Formal epistemology is the branch of epistemology that applies formal methods — probability theory, decision theory, and logic — to model rational belief, degrees of belief, evidence, and the dynamics of changing one's mind in light of new information.

Scope

This area covers the formal modelling of epistemic states: Bayesian theories of rational credence and updating, the problem of induction and the logic of confirmation, and the relation between graded credence and categorical belief, including the lottery and preface paradoxes. It treats probabilism, conditionalisation, Dutch-book and accuracy arguments, and the epistemic norms governing partial belief.
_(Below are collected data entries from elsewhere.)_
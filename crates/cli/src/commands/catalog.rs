use std::num::NonZeroU32;

use clap::Args;
use storefront_core::catalog::{CatalogQueryEngine, Page, SearchParams, SearchScope};
use storefront_core::domain::product::Product;
use storefront_db::{ProductRepository, SqlProductRepository};

use crate::commands::{load_config, open_pool, runtime, CommandResult, Failure};

#[derive(Debug, Clone, Default, Args)]
pub struct CatalogArgs {
    #[arg(long, help = "Free-text query")]
    pub q: Option<String>,
    #[arg(long, help = "Exact category name")]
    pub category: Option<String>,
    #[arg(long, help = "Inclusive lower bound on effective price")]
    pub min_price: Option<String>,
    #[arg(long, help = "Inclusive upper bound on effective price")]
    pub max_price: Option<String>,
    #[arg(long, help = "Comma separated brand names")]
    pub brands: Option<String>,
    #[arg(long, help = "Minimum rating")]
    pub rating: Option<String>,
    #[arg(long, help = "relevance | price_asc | price_desc | newest | rating | popularity")]
    pub sort: Option<String>,
    #[arg(long, help = "1-based page number")]
    pub page: Option<String>,
    #[arg(long, help = "Match the query against brand instead of category")]
    pub search: bool,
}

impl CatalogArgs {
    fn params(&self) -> SearchParams {
        SearchParams {
            q: self.q.clone(),
            category: self.category.clone(),
            min_price: self.min_price.clone(),
            max_price: self.max_price.clone(),
            brands: self.brands.clone(),
            rating: self.rating.clone(),
            sort: self.sort.clone(),
            page: self.page.clone(),
        }
    }

    fn scope(&self) -> SearchScope {
        if self.search {
            SearchScope::Search
        } else {
            SearchScope::Listing
        }
    }
}

pub fn run(args: &CatalogArgs) -> CommandResult {
    let config = match load_config("catalog") {
        Ok(config) => config,
        Err(result) => return result,
    };

    let params = args.params();
    let query = params
        .to_filter_spec(args.scope())
        .and_then(|spec| params.page().map(|page| (spec, page)));
    let (spec, page) = match query {
        Ok(query) => query,
        Err(error) => {
            return CommandResult::failure("catalog", "invalid_query", error.to_string(), 2);
        }
    };
    let Some(page_size) = NonZeroU32::new(config.catalog.page_size) else {
        return CommandResult::failure(
            "catalog",
            "config_validation",
            "catalog.page_size must be greater than zero",
            2,
        );
    };

    let runtime = match runtime("catalog") {
        Ok(runtime) => runtime,
        Err(result) => return result,
    };

    let result = runtime.block_on(async {
        let pool = open_pool(&config).await?;
        let products = SqlProductRepository::new(pool.clone())
            .list_all()
            .await
            .map_err(|error| ("catalog_query", error.to_string(), 4u8));
        pool.close().await;
        Ok::<Vec<Product>, Failure>(products?)
    });

    match result {
        Ok(products) => {
            let page = CatalogQueryEngine::new(page_size).query_page(&products, &spec, page);
            CommandResult::success("catalog", render_page(&page))
        }
        Err((error_class, message, exit_code)) => {
            CommandResult::failure("catalog", error_class, message, exit_code)
        }
    }
}

fn render_page(page: &Page<Product>) -> String {
    let mut lines = vec![format!(
        "page {}/{} ({} matching products)",
        page.page, page.total_pages, page.total_items
    )];
    lines.extend(page.items.iter().map(|product| {
        format!(
            "  - [{}] {} | {} | {} | {}",
            product.id.0,
            product.name,
            product.brand,
            product.category,
            product.effective_price()
        )
    }));
    lines.join("\n")
}
use log::trace;
use roxmltree::Node as XmlNode;

use nxschema_core::{Element, Name};

use crate::{
    document::SchemaDocument,
    error::Result,
    nodes::{occurs, reference},
    tag::Tag,
};

/// Parses an `xs:element` at any depth.
///
/// Inline type definitions and identity constraints are accepted but do not
/// contribute children; an element's children come only from substitution.
pub(crate) fn parse_element(doc: &SchemaDocument<'_>, xml: XmlNode<'_, '_>) -> Result<Element> {
    doc.expect_tag(xml, Tag::Element)?;

    let (min, max) = occurs(doc, xml)?;
    let element = Element::new(xml.attribute("name").map(Name::new), reference(xml, "type"))
        .with_occurs(min, max);

    for child in xml.children() {
        let Some(tag) = Tag::of(child) else {
            continue;
        };
        match tag {
            Tag::Annotation
            | Tag::ComplexType
            | Tag::SimpleType
            | Tag::Unique
            | Tag::Key
            | Tag::KeyRef => {}
            _ => return Err(doc.unexpected_child(xml, child)),
        }
    }

    trace!(element:? = element; "Parsed element");
    Ok(element)
}
//! Labeled source spans for diagnostic messages.

use crate::span::Span;

/// A labeled span in the schema source.
///
/// - **Primary labels** mark the construct that caused the failure.
/// - **Secondary labels** point at related constructs, such as the other
///   members of an extension cycle.
#[derive(Debug, Clone)]
pub struct Label {
    span: Span,
    message: String,
    is_primary: bool,
}

impl Label {
    /// Create a new primary label.
    pub fn primary(span: Span, message: impl Into<String>) -> Self {
        Self {
            span,
            message: message.into(),
            is_primary: true,
        }
    }

    /// Create a new secondary label.
    pub fn secondary(span: Span, message: impl Into<String>) -> Self {
        Self {
            span,
            message: message.into(),
            is_primary: false,
        }
    }

    /// Get the span this label applies to.
    pub fn span(&self) -> Span {
        self.span
    }

    /// Get the label message.
    pub fn message(&self) -> &str {
        &self.message
    }

    /// Check if this is a primary label.
    pub fn is_primary(&self) -> bool {
        self.is_primary
    }

    /// Check if this is a secondary label.
    pub fn is_secondary(&self) -> bool {
        !self.is_primary
    }
}
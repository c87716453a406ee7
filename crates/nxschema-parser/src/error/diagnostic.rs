//! The core diagnostic type for the schema error system.
//!
//! A [`Diagnostic`] represents a single build failure with an error code,
//! labeled source spans and help text.

use std::fmt;

use crate::{
    error::{ErrorClass, error_code::ErrorCode, label::Label},
    span::Span,
};

/// A diagnostic message with source location information.
///
/// # Example
///
/// ```text
/// error[E100]: groupType (line 12): unexpected xs:complexType child node `xs:simpleContent`
///    |
/// 12 |     <xs:simpleContent>
///    |     ^^^^^^^^^^^^^^^^^^ unsupported construct
///    |
///    = help: only sequence, complexContent, group, attribute and attributeGroup are supported
/// ```
#[derive(Debug, Clone)]
pub struct Diagnostic {
    code: Option<ErrorCode>,
    message: String,
    labels: Vec<Label>,
    help: Option<String>,
}

impl Diagnostic {
    /// Create an error diagnostic.
    ///
    /// # Example
    ///
    /// ```
    /// # use nxschema_parser::error::{Diagnostic, ErrorCode};
    /// # use nxschema_parser::Span;
    ///
    /// let diag = Diagnostic::error("undefined name `NX_FOO`")
    ///     .with_code(ErrorCode::E200)
    ///     .with_label(Span::new(0..10), "not found")
    ///     .with_help("declare the type at the top level of the schema");
    /// ```
    pub fn error(message: impl Into<String>) -> Self {
        Self {
            code: None,
            message: message.into(),
            labels: Vec::new(),
            help: None,
        }
    }

    /// Get the error code, if any.
    pub fn code(&self) -> Option<ErrorCode> {
        self.code
    }

    /// Get the class of the error code, if any.
    pub fn class(&self) -> Option<ErrorClass> {
        self.code.map(|code| code.class())
    }

    /// Get the primary message.
    pub fn message(&self) -> &str {
        &self.message
    }

    /// Get all labels attached to this diagnostic.
    pub fn labels(&self) -> &[Label] {
        &self.labels
    }

    /// Get the help text, if any.
    pub fn help(&self) -> Option<&str> {
        self.help.as_deref()
    }

    /// Set the error code.
    pub fn with_code(mut self, code: ErrorCode) -> Self {
        self.code = Some(code);
        self
    }

    /// Add a primary label to this diagnostic.
    pub fn with_label(mut self, span: Span, message: impl Into<String>) -> Self {
        self.labels.push(Label::primary(span, message));
        self
    }

    /// Add a secondary label to this diagnostic.
    pub fn with_secondary_label(mut self, span: Span, message: impl Into<String>) -> Self {
        self.labels.push(Label::secondary(span, message));
        self
    }

    /// Set the help text.
    pub fn with_help(mut self, help: impl Into<String>) -> Self {
        self.help = Some(help.into());
        self
    }
}

impl fmt::Display for Diagnostic {
    fn fmt(&self, f: &mut fmt::Formatter<'_>) -> fmt::Result {
        // Format: "error[E100]: message" or "error: message"
        write!(f, "error")?;
        if let Some(code) = self.code {
            write!(f, "[{}]", code)?;
        }
        write!(f, ": {}", self.message)
    }
}

impl std::error::Error for Diagnostic {}

#[cfg(test)]
mod tests {
    use super::*;

    #[test]
    fn test_diagnostic_new() {
        let diag = Diagnostic::error("test error");

        assert_eq!(diag.message(), "test error");
        assert!(diag.code().is_none());
        assert!(diag.class().is_none());
        assert!(diag.labels().is_empty());
        assert!(diag.help().is_none());
    }

    #[test]
    fn test_diagnostic_with_code() {
        let diag = Diagnostic::error("undefined name").with_code(ErrorCode::E200);

        assert_eq!(diag.code(), Some(ErrorCode::E200));
        assert_eq!(diag.class(), Some(ErrorClass::Reference));
    }

    #[test]
    fn test_diagnostic_labels() {
        let diag = Diagnostic::error("extension cycle")
            .with_label(Span::new(10..20), "extends `b`")
            .with_secondary_label(Span::new(30..40), "which extends `a`");

        assert_eq!(diag.labels().len(), 2);
        assert!(diag.labels()[0].is_primary());
        assert!(diag.labels()[1].is_secondary());
    }

    #[test]
    fn test_diagnostic_display_with_code() {
        let diag = Diagnostic::error("undefined name `NX_FOO`").with_code(ErrorCode::E200);

        assert_eq!(diag.to_string(), "error[E200]: undefined name `NX_FOO`");
    }

    #[test]
    fn test_diagnostic_display_without_code() {
        let diag = Diagnostic::error("something failed").with_help("try again");

        assert_eq!(diag.to_string(), "error: something failed");
        assert_eq!(diag.help(), Some("try again"));
    }
}
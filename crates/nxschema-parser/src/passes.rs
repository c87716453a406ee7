//! The fixed sequence of catalog passes.

use log::debug;

use nxschema_core::{Catalog, ConstructKind, Node};

use crate::{
    BuildConfig,
    assemble::assemble_complex_types,
    context::BuildContext,
    document::SchemaDocument,
    error::Result,
    flatten::flatten_simple_types,
    nodes,
    root::build_definition_root,
    tag::Tag,
};

/// Runs every pass over a loaded document and publishes the catalog.
pub(crate) fn build_catalog(doc: &SchemaDocument<'_>, config: BuildConfig) -> Result<Catalog> {
    let mut ctx = BuildContext::new();

    simple_type_pass(doc, &mut ctx)?;
    flatten_simple_types(doc, &mut ctx, config.flatten)?;
    attribute_pass(doc, &mut ctx)?;
    attribute_group_pass(doc, &mut ctx)?;
    element_pass(doc, &mut ctx)?;
    group_pass(doc, &mut ctx)?;
    assemble_complex_types(doc, &mut ctx)?;
    let root = build_definition_root(doc, &mut ctx)?;

    Ok(ctx.into_catalog(root, config.flatten))
}

/// Named top-level simple types.
fn simple_type_pass(doc: &SchemaDocument<'_>, ctx: &mut BuildContext) -> Result<()> {
    let mut count = 0;
    for xml in doc.top_level(Tag::SimpleType) {
        let simple_type = nodes::parse_simple_type(doc, xml)?;
        let name = simple_type.name();
        let id = ctx.insert_positional(
            doc.key(xml, ConstructKind::SimpleType),
            Node::SimpleType(simple_type),
        );
        ctx.insert_named(name, id);
        count += 1;
    }
    debug!(simple_types = count; "SimpleType pass complete");
    Ok(())
}

/// Attributes at any depth, addressable by position only.
fn attribute_pass(doc: &SchemaDocument<'_>, ctx: &mut BuildContext) -> Result<()> {
    let mut count = 0;
    for xml in doc.descendants(Tag::Attribute) {
        let attribute = nodes::parse_attribute(doc, xml)?;
        ctx.insert_positional(
            doc.key(xml, ConstructKind::Attribute),
            Node::Attribute(attribute),
        );
        count += 1;
    }
    debug!(attributes = count; "Attribute pass complete");
    Ok(())
}

/// Named top-level attribute groups.
fn attribute_group_pass(doc: &SchemaDocument<'_>, ctx: &mut BuildContext) -> Result<()> {
    let mut count = 0;
    for xml in doc.top_level(Tag::AttributeGroup) {
        let group = nodes::parse_attribute_group(doc, ctx, xml)?;
        let name = group.name();
        let id = ctx.insert_positional(
            doc.key(xml, ConstructKind::AttributeGroup),
            Node::AttributeGroup(group),
        );
        ctx.insert_named(name, id);
        count += 1;
    }
    debug!(attribute_groups = count; "AttributeGroup pass complete");
    Ok(())
}

/// Elements at any depth, addressable by position only.
fn element_pass(doc: &SchemaDocument<'_>, ctx: &mut BuildContext) -> Result<()> {
    let mut count = 0;
    for xml in doc.descendants(Tag::Element) {
        let element = nodes::parse_element(doc, xml)?;
        ctx.insert_positional(doc.key(xml, ConstructKind::Element), Node::Element(element));
        count += 1;
    }
    debug!(elements = count; "Element pass complete");
    Ok(())
}

/// Group definitions and references at any depth; definitions are named.
fn group_pass(doc: &SchemaDocument<'_>, ctx: &mut BuildContext) -> Result<()> {
    let mut count = 0;
    for xml in doc.descendants(Tag::Group) {
        let group = nodes::parse_group(doc, xml)?;
        let name = group.name();
        let id = ctx.insert_positional(doc.key(xml, ConstructKind::Group), Node::Group(group));
        if let Some(name) = name {
            ctx.insert_named(name, id);
        }
        count += 1;
    }
    debug!(groups = count; "Group pass complete");
    Ok(())
}
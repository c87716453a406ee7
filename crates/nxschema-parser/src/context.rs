//! Mutable state of one catalog build.
//!
//! A [`BuildContext`] owns the node arena, the positional map and the name
//! cross-reference while the passes run. It is threaded by `&mut` through
//! every pass and converted into an immutable [`Catalog`] once all of them
//! succeeded.

use indexmap::{IndexMap, map::Entry};
use log::{trace, warn};
use roxmltree::Node as XmlNode;

use nxschema_core::{
    Catalog, ConstructKind, FlattenMode, Name, Node, NodeId, NodeKey, SchemaNode,
};

use crate::{
    document::SchemaDocument,
    error::{Diagnostic, ErrorCode, Result},
};

#[derive(Debug, Default)]
pub struct BuildContext {
    nodes: Vec<Node>,
    origins: Vec<NodeKey>,
    positions: IndexMap<NodeKey, NodeId>,
    names: IndexMap<Name, NodeId>,
}

impl BuildContext {
    pub fn new() -> Self {
        Self::default()
    }

    pub fn node(&self, id: NodeId) -> &Node {
        &self.nodes[id.index()]
    }

    /// The key a node was parsed or derived from.
    pub fn origin(&self, id: NodeId) -> NodeKey {
        self.origins[id.index()]
    }

    /// Adds a node to the arena without making it addressable.
    ///
    /// Used for nodes derived during substitution; `origin` is the key of
    /// the declaration they were derived from.
    pub fn publish(&mut self, origin: NodeKey, node: Node) -> NodeId {
        let id = NodeId::new(self.nodes.len());
        self.nodes.push(node);
        self.origins.push(origin);
        id
    }

    /// Adds a parsed construct under its positional key.
    ///
    /// # Panics
    ///
    /// Panics if the key is already taken. Keys derive from byte offsets,
    /// so a collision means a pass visited the same XML node twice.
    pub fn insert_positional(&mut self, key: NodeKey, node: Node) -> NodeId {
        debug_assert_eq!(key.kind(), node.kind());
        let id = self.publish(key, node);
        trace!(key:% = key, id:% = id; "Cataloged construct");
        let previous = self.positions.insert(key, id);
        assert!(previous.is_none(), "positional key {key} inserted twice");
        id
    }

    /// Enters `id` into the cross-reference under `name`.
    ///
    /// A name already present is overwritten.
    pub fn insert_named(&mut self, name: Name, id: NodeId) {
        match self.names.entry(name) {
            Entry::Occupied(mut entry) => {
                let previous = *entry.get();
                warn!(
                    name:% = name,
                    previous:% = self.origins[previous.index()],
                    current:% = self.origins[id.index()];
                    "Name redeclared, last declaration wins"
                );
                entry.insert(id);
            }
            Entry::Vacant(entry) => {
                entry.insert(id);
            }
        }
    }

    /// Replaces a node that has not been referenced by any other node yet.
    pub fn replace(&mut self, id: NodeId, node: Node) {
        debug_assert_eq!(self.nodes[id.index()].kind(), node.kind());
        self.nodes[id.index()] = node;
    }

    /// Looks a name up in the cross-reference without failing.
    pub fn lookup_name(&self, name: Name) -> Option<NodeId> {
        self.names.get(&name).copied()
    }

    /// Cross-reference entries whose node has `kind`, in insertion order.
    pub fn named(&self, kind: ConstructKind) -> Vec<(Name, NodeId)> {
        self.names
            .iter()
            .filter(|(_, id)| self.node(**id).kind() == kind)
            .map(|(name, id)| (*name, *id))
            .collect()
    }

    /// Resolves the construct of `kind` parsed from `xml` in an earlier pass.
    ///
    /// # Errors
    ///
    /// `E201` when no construct of that kind was cataloged at the node's
    /// position.
    pub fn resolve_key(
        &self,
        doc: &SchemaDocument<'_>,
        xml: XmlNode<'_, '_>,
        kind: ConstructKind,
    ) -> Result<NodeId> {
        let key = doc.key(xml, kind);
        self.positions.get(&key).copied().ok_or_else(|| {
            Diagnostic::error(format!(
                "{} (line {}): no cataloged {kind} at this position",
                doc.context_name(xml),
                key.line()
            ))
            .with_code(ErrorCode::E201)
            .with_label(doc.span(xml), "not found in the catalog")
        })
    }

    /// Resolves a `type`/`base`/`ref` pointer read from `xml`.
    ///
    /// # Errors
    ///
    /// `E200` when the name is absent from the cross-reference.
    pub fn resolve_name(
        &self,
        doc: &SchemaDocument<'_>,
        xml: XmlNode<'_, '_>,
        name: Name,
    ) -> Result<NodeId> {
        self.lookup_name(name).ok_or_else(|| {
            Diagnostic::error(format!(
                "{} (line {}): unresolved reference `{name}`",
                doc.context_name(xml),
                doc.line(xml)
            ))
            .with_code(ErrorCode::E200)
            .with_label(doc.span(xml), format!("`{name}` is not declared"))
        })
    }

    /// Resolves a pointer that must name a construct of `kind`.
    ///
    /// # Errors
    ///
    /// `E200` when the name is absent, `E202` when it names another kind.
    pub fn resolve_name_of_kind(
        &self,
        doc: &SchemaDocument<'_>,
        xml: XmlNode<'_, '_>,
        name: Name,
        kind: ConstructKind,
    ) -> Result<NodeId> {
        let id = self.resolve_name(doc, xml, name)?;
        let actual = self.node(id).kind();
        if actual != kind {
            return Err(Diagnostic::error(format!(
                "{} (line {}): `{name}` names a {actual}, expected a {kind}",
                doc.context_name(xml),
                doc.line(xml)
            ))
            .with_code(ErrorCode::E202)
            .with_label(doc.span(xml), format!("expected a {kind}"))
            .with_secondary_label(
                doc.span_at(self.origin(id).offset()),
                format!("`{name}` declared here"),
            ));
        }
        Ok(id)
    }

    /// Freezes the build into a catalog.
    pub fn into_catalog(self, definition_root: NodeId, flatten_mode: FlattenMode) -> Catalog {
        Catalog::new(
            self.nodes,
            self.origins,
            self.positions,
            self.names,
            definition_root,
            flatten_mode,
        )
    }
}

#[cfg(test)]
mod tests {
    use nxschema_core::{Attribute, ComplexType, SimpleType};

    use super::*;
    use crate::tag::Tag;

    const SOURCE: &str = r#"<xs:schema xmlns:xs="http://www.w3.org/2001/XMLSchema">
  <xs:simpleType name="NX_BOOLEAN"/>
  <xs:attribute name="flag" type="NX_BOOLEAN"/>
</xs:schema>"#;

    #[test]
    fn test_insert_and_resolve() {
        let doc = SchemaDocument::parse(SOURCE).unwrap();
        let simple = doc.top_level(Tag::SimpleType).next().unwrap();
        let attribute = doc.top_level(Tag::Attribute).next().unwrap();

        let mut ctx = BuildContext::new();
        let key = doc.key(simple, ConstructKind::SimpleType);
        let id = ctx.insert_positional(key, Node::SimpleType(SimpleType::new(Name::new("NX_BOOLEAN"))));
        ctx.insert_named(Name::new("NX_BOOLEAN"), id);

        assert_eq!(ctx.resolve_key(&doc, simple, ConstructKind::SimpleType).unwrap(), id);
        assert_eq!(ctx.resolve_name(&doc, attribute, Name::new("NX_BOOLEAN")).unwrap(), id);
        assert_eq!(ctx.named(ConstructKind::SimpleType), vec![(Name::new("NX_BOOLEAN"), id)]);
        assert!(ctx.named(ConstructKind::ComplexType).is_empty());
    }

    #[test]
    fn test_missing_position_and_name() {
        let doc = SchemaDocument::parse(SOURCE).unwrap();
        let attribute = doc.top_level(Tag::Attribute).next().unwrap();
        let ctx = BuildContext::new();

        let err = ctx.resolve_key(&doc, attribute, ConstructKind::Attribute).unwrap_err();
        assert_eq!(err.code(), Some(ErrorCode::E201));
        assert!(err.message().starts_with("flag (line 3)"));

        let err = ctx.resolve_name(&doc, attribute, Name::new("NX_MISSING")).unwrap_err();
        assert_eq!(err.code(), Some(ErrorCode::E200));
        assert!(err.message().contains("NX_MISSING"));
    }

    #[test]
    fn test_wrong_kind() {
        let doc = SchemaDocument::parse(SOURCE).unwrap();
        let simple = doc.top_level(Tag::SimpleType).next().unwrap();
        let attribute = doc.top_level(Tag::Attribute).next().unwrap();

        let mut ctx = BuildContext::new();
        let id = ctx.insert_positional(
            doc.key(simple, ConstructKind::SimpleType),
            Node::SimpleType(SimpleType::new(Name::new("NX_BOOLEAN"))),
        );
        ctx.insert_named(Name::new("NX_BOOLEAN"), id);

        let err = ctx
            .resolve_name_of_kind(&doc, attribute, Name::new("NX_BOOLEAN"), ConstructKind::ComplexType)
            .unwrap_err();
        assert_eq!(err.code(), Some(ErrorCode::E202));
        assert_eq!(err.labels().len(), 2);
    }

    #[test]
    fn test_last_write_wins() {
        let mut ctx = BuildContext::new();
        let first = ctx.insert_positional(
            NodeKey::new(ConstructKind::ComplexType, 10, 2),
            Node::ComplexType(ComplexType::new(Name::new("dup"), None, Vec::new())),
        );
        let second = ctx.insert_positional(
            NodeKey::new(ConstructKind::ComplexType, 90, 5),
            Node::ComplexType(ComplexType::new(Name::new("dup"), None, Vec::new())),
        );
        ctx.insert_named(Name::new("dup"), first);
        ctx.insert_named(Name::new("dup"), second);

        assert_eq!(ctx.lookup_name(Name::new("dup")), Some(second));
        assert_eq!(ctx.node(first), ctx.node(second));
    }

    #[test]
    #[should_panic(expected = "inserted twice")]
    fn test_duplicate_position_panics() {
        let mut ctx = BuildContext::new();
        let key = NodeKey::new(ConstructKind::Attribute, 10, 2);
        let attribute = Node::Attribute(Attribute::new(None, Name::new("NX_CHAR")));
        ctx.insert_positional(key, attribute.clone());
        ctx.insert_positional(key, attribute);
    }
}
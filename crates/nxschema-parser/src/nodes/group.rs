use log::trace;
use roxmltree::Node as XmlNode;

use nxschema_core::{Group, Name};

use crate::{
    document::SchemaDocument,
    error::Result,
    nodes::{occurs, reference},
    tag::Tag,
};

/// Parses an `xs:group` definition or reference at any depth.
pub(crate) fn parse_group(doc: &SchemaDocument<'_>, xml: XmlNode<'_, '_>) -> Result<Group> {
    doc.expect_tag(xml, Tag::Group)?;

    let (min, max) = occurs(doc, xml)?;
    let group =
        Group::new(xml.attribute("name").map(Name::new), reference(xml, "ref")).with_occurs(min, max);

    for child in xml.children() {
        let Some(tag) = Tag::of(child) else {
            continue;
        };
        match tag {
            Tag::Annotation | Tag::Sequence | Tag::Choice | Tag::All => {}
            _ => return Err(doc.unexpected_child(xml, child)),
        }
    }

    trace!(group:? = group; "Parsed group");
    Ok(group)
}

#[cfg(test)]
mod tests {
    use nxschema_core::Occurs;

    use super::*;
    use crate::{error::ErrorCode, nodes::test_utils::schema};

    fn parse_all(body: &str) -> Vec<Result<Group>> {
        let source = schema(body);
        let doc = SchemaDocument::parse(&source).unwrap();
        doc.descendants(Tag::Group)
            .map(|xml| parse_group(&doc, xml))
            .collect()
    }

    #[test]
    fn test_definition_and_reference() {
        let groups = parse_all(
            r#"<xs:group name="groupGroup">
  <xs:sequence><xs:element name="group" type="nx:groupType"/></xs:sequence>
</xs:group>
<xs:complexType name="groupType">
  <xs:sequence><xs:group ref="nx:groupGroup" minOccurs="0" maxOccurs="unbounded"/></xs:sequence>
</xs:complexType>"#,
        );

        let definition = groups[0].as_ref().unwrap();
        assert_eq!(definition.name(), Some(Name::new("groupGroup")));
        assert_eq!(definition.ref_name(), None);

        let reference = groups[1].as_ref().unwrap();
        assert_eq!(reference.name(), None);
        assert_eq!(reference.ref_name(), Some(Name::new("groupGroup")));
        assert_eq!(reference.min_occurs(), Some(Occurs::Bounded(0)));
        assert_eq!(reference.max_occurs(), Some(Occurs::Unbounded));
    }

    #[test]
    fn test_unexpected_child() {
        let groups = parse_all(
            r#"<xs:group name="g">
  <xs:attribute name="stray"/>
</xs:group>"#,
        );

        let err = groups[0].as_ref().unwrap_err();
        assert_eq!(err.code(), Some(ErrorCode::E100));
        assert!(err.message().starts_with("g (line 3)"));
    }
}
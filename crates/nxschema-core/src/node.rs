//! Parsed schema constructs.
//!
//! Each construct kind has its own value type capturing the facets declared on
//! it. Children lists never own other constructs: they hold [`NodeId`]s into
//! the catalog arena, so two constructs referring to the same declaration
//! observe the same identity.

use std::{fmt, str::FromStr};

use thiserror::Error;

use crate::{kind::ConstructKind, name::Name};

/// Stable identifier of a node inside one catalog.
#[derive(Debug, Clone, Copy, PartialEq, Eq, PartialOrd, Ord, Hash)]
pub struct NodeId(usize);

impl NodeId {
    /// Creates an identifier from an arena index.
    pub fn new(index: usize) -> Self {
        Self(index)
    }

    /// The arena index of this node.
    pub fn index(&self) -> usize {
        self.0
    }
}

impl fmt::Display for NodeId {
    fn fmt(&self, f: &mut fmt::Formatter<'_>) -> fmt::Result {
        write!(f, "#{}", self.0)
    }
}

/// Structural key of a construct: its kind plus where it starts in the source.
///
/// Two distinct constructs of the same kind in one document never share a
/// key, because no two elements start at the same byte offset.
#[derive(Debug, Clone, Copy, PartialEq, Eq, PartialOrd, Ord, Hash)]
pub struct NodeKey {
    kind: ConstructKind,
    offset: usize,
    line: u32,
}

impl NodeKey {
    /// Creates a key for a construct of `kind` starting at byte `offset` on
    /// 1-based `line`.
    pub fn new(kind: ConstructKind, offset: usize, line: u32) -> Self {
        Self { kind, offset, line }
    }

    pub fn kind(&self) -> ConstructKind {
        self.kind
    }

    /// Byte offset of the construct's start tag.
    pub fn offset(&self) -> usize {
        self.offset
    }

    /// 1-based source line of the construct's start tag.
    pub fn line(&self) -> u32 {
        self.line
    }
}
//! Command-line argument definitions for the NxSchema CLI.
//!
//! This module defines the [`Args`] structure parsed from the command line
//! using [`clap`]. Arguments select the schema document (a file or a cached
//! version reference), the report destination, configuration file selection,
//! and logging verbosity.

use clap::Parser;

/// Command-line arguments for the NxSchema catalog tool
#[derive(Parser, Debug)]
#[command(author, version, about, long_about = None)]
pub struct Args {
    /// Path to the input schema document (nxdl.xsd)
    #[arg(
        help = "Path to the input schema document",
        required_unless_present = "version_ref"
    )]
    pub input: Option<String>,

    /// Version reference (branch, release, tag or commit) to load from the
    /// snapshot cache instead of a file
    #[arg(short = 'r', long, conflicts_with = "input")]
    pub version_ref: Option<String>,

    /// Path to the report file; the report goes to stdout when omitted
    #[arg(short, long)]
    pub output: Option<String>,

    /// Path to configuration file (TOML)
    #[arg(short, long)]
    pub config: Option<String>,

    /// Log level (off, error, warn, info, debug, trace)
    #[arg(long, default_value = "info")]
    pub log_level: String,

    /// Only report the definition root and its children
    #[arg(long)]
    pub root_only: bool,
}

impl Args {
    /// Name of the schema document for error reports.
    pub fn origin(&self) -> String {
        match (&self.input, &self.version_ref) {
            (Some(input), _) => input.clone(),
            (None, Some(version)) => format!("version {version}"),
            (None, None) => "<schema>".to_string(),
        }
    }
}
Traditional analyses of knowledge and the social dimensions of inquiry are treated in neighbouring areas.

Sub-topics

Core questions

  • Should rational degrees of belief obey the probability axioms?
  • How should an agent update beliefs when new evidence arrives?
  • Can inductive inference from experience be rationally justified?
  • How do degrees of belief relate to all-or-nothing belief?

Key theories

Bayesian epistemology
Rational belief comes in degrees that obey the probability axioms (probabilism) and are revised by conditionalisation on new evidence; the framework descends from Ramsey's identification of degrees of belief with betting dispositions.
Logical theories of confirmation
Carnap sought a logical measure of the degree to which evidence confirms a hypothesis, treating inductive support as a quantitative logical relation between propositions, an approach that frames the formal study of evidence.

History

Formal epistemology grows from the probabilistic tradition of Bayes and Laplace, refined in the twentieth century by Ramsey and de Finetti, who connected degrees of belief to coherent betting, and by Carnap, who pursued an inductive logic of confirmation. Hume's earlier problem of induction set the standing challenge to which these formal frameworks respond, and the field has since absorbed decision theory and the formal study of belief change.

Debates

Whether probabilism captures all of epistemic rationality
Bayesians argue that rational belief is fully governed by probabilistic coherence and conditionalisation, while critics point to the problem of the priors, the apparent role of categorical belief, and paradoxes of acceptance as evidence that probability alone does not exhaust epistemic rationality.

Key figures

  • Frank Ramsey
  • Rudolf Carnap
  • David Hume
  • Bruno de Finetti

Related topics

Seminal works

  • ramsey1926
  • carnap1950

Frequently asked questions

What does formal epistemology add to traditional epistemology?
It supplements qualitative talk of justified belief with precise models of degrees of belief, evidence, and rational updating drawn from probability and decision theory. This lets epistemologists state norms such as probabilistic coherence exactly and study questions, like how to revise credences, that resist purely informal treatment.
What is a credence?
A credence is a degree of belief, a graded confidence that a proposition is true, often represented by a number between 0 and 1. Formal epistemology studies the norms that govern credences, such as the requirement that they obey the probability axioms and update by conditionalisation.